## WHAT IS NEEDED
From the data below, report how many lines contain the word "itemkv", giving the number and nothing else.

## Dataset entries

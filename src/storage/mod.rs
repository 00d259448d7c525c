//! Storage Module
//!
//! This module defines the storage collaborator the handlers depend on and
//! ships an in-memory implementation of it.
//!
//! ## Architecture
//!
//! ```text
//! ┌──────────────────────────────┐
//! │ CreateHandler / GetHandler / │
//! │ DeleteHandler                │
//! └──────────────┬───────────────┘
//!                │ put / get / delete (table, key)
//!                ▼
//! ┌──────────────────────────────┐
//! │   trait KeyValueStore        │
//! └──────────────┬───────────────┘
//!                │
//!                ▼
//! ┌──────────────────────────────┐
//! │   MemoryStore (64 shards)    │
//! └──────────────────────────────┘
//! ```
//!
//! ## Example
//!
//! ```
//! use itemkv::storage::{AttributeValue, KeyValueStore, MemoryStore, Record};
//!
//! # tokio_test::block_on(async {
//! let store = MemoryStore::with_table("items");
//!
//! let mut record = Record::new();
//! record.insert("name".to_string(), AttributeValue::from("widget"));
//! store.put("items", "42", record).await.unwrap();
//!
//! let fetched = store.get("items", "42").await.unwrap();
//! assert!(fetched.is_some());
//! # });
//! ```

pub mod client;
pub mod engine;

// Re-export commonly used types
pub use client::{AttributeValue, KeyValueStore, Record, StorageError, StorageResult};
pub use engine::{MemoryStore, StorageStats};
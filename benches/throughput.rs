//! Throughput Benchmark for itemkv
//!
//! This benchmark measures the in-memory store and the handlers on top of it
//! under various workloads.

use criterion::{black_box, criterion_group, criterion_main, Criterion, Throughput};
use itemkv::handlers::{CreateHandler, GetHandler, Request};
use itemkv::item::Item;
use itemkv::storage::MemoryStore;
use std::sync::Arc;
use std::time::Duration;

const TABLE: &str = "items";

fn item(i: u64) -> Item {
    Item::new(format!("id:{}", i), format!("name:{}", i), chrono::Utc::now())
}

/// Benchmark put operations
fn bench_put(c: &mut Criterion) {
    let store = Arc::new(MemoryStore::with_table(TABLE));

    let mut group = c.benchmark_group("put");
    group.throughput(Throughput::Elements(1));

    group.bench_function("put_item", |b| {
        let mut i = 0u64;
        b.iter(|| {
            let key = format!("id:{}", i);
            store.put_record(TABLE, &key, item(i).into_record()).unwrap();
            i += 1;
        });
    });

    group.finish();
}

/// Benchmark get operations
fn bench_get(c: &mut Criterion) {
    let store = Arc::new(MemoryStore::with_table(TABLE));

    // Pre-populate with data
    for i in 0..100_000 {
        store
            .put_record(TABLE, &format!("id:{}", i), item(i).into_record())
            .unwrap();
    }

    let mut group = c.benchmark_group("get");
    group.throughput(Throughput::Elements(1));

    group.bench_function("get_existing", |b| {
        let mut i = 0u64;
        b.iter(|| {
            let key = format!("id:{}", i % 100_000);
            black_box(store.get_record(TABLE, &key).unwrap());
            i += 1;
        });
    });

    group.bench_function("get_missing", |b| {
        let mut i = 0u64;
        b.iter(|| {
            let key = format!("missing:{}", i);
            black_box(store.get_record(TABLE, &key).unwrap());
            i += 1;
        });
    });

    group.finish();
}

/// Benchmark the handlers end to end (parse, store, encode)
fn bench_handlers(c: &mut Criterion) {
    let runtime = tokio::runtime::Builder::new_current_thread()
        .build()
        .unwrap();
    let store = Arc::new(MemoryStore::with_table(TABLE));
    let create = CreateHandler::new(Arc::clone(&store), TABLE);
    let get = GetHandler::new(Arc::clone(&store), TABLE);

    let seeded = runtime.block_on(create.handle(Request::with_body(r#"{"name":"widget"}"#)));
    let seeded: serde_json::Value = serde_json::from_str(&seeded.body).unwrap();
    let seeded_id = seeded["id"].as_str().unwrap().to_string();

    let mut group = c.benchmark_group("handlers");
    group.throughput(Throughput::Elements(1));

    group.bench_function("create", |b| {
        b.iter(|| {
            black_box(runtime.block_on(create.handle(Request::with_body(r#"{"name":"widget"}"#))));
        });
    });

    group.bench_function("get", |b| {
        b.iter(|| {
            black_box(runtime.block_on(get.handle(Request::with_id(seeded_id.as_str()))));
        });
    });

    group.finish();
}

/// Benchmark concurrent access
fn bench_concurrent(c: &mut Criterion) {
    use std::thread;

    let mut group = c.benchmark_group("concurrent");
    group.measurement_time(Duration::from_secs(10));

    group.bench_function("4_threads_mixed", |b| {
        b.iter(|| {
            let store = Arc::new(MemoryStore::with_table(TABLE));
            let handles: Vec<_> = (0..4u64)
                .map(|t| {
                    let store = Arc::clone(&store);
                    thread::spawn(move || {
                        for i in 0..10_000u64 {
                            let key = format!("id:{}:{}", t, i);
                            store.put_record(TABLE, &key, item(i).into_record()).unwrap();
                            store.get_record(TABLE, &key).unwrap();
                        }
                    })
                })
                .collect();

            for handle in handles {
                handle.join().unwrap();
            }

            black_box(store.len());
        });
    });

    group.finish();
}

criterion_group!(benches, bench_put, bench_get, bench_handlers, bench_concurrent);

criterion_main!(benches);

## OUTPUT FOR THIS EXERCISE
5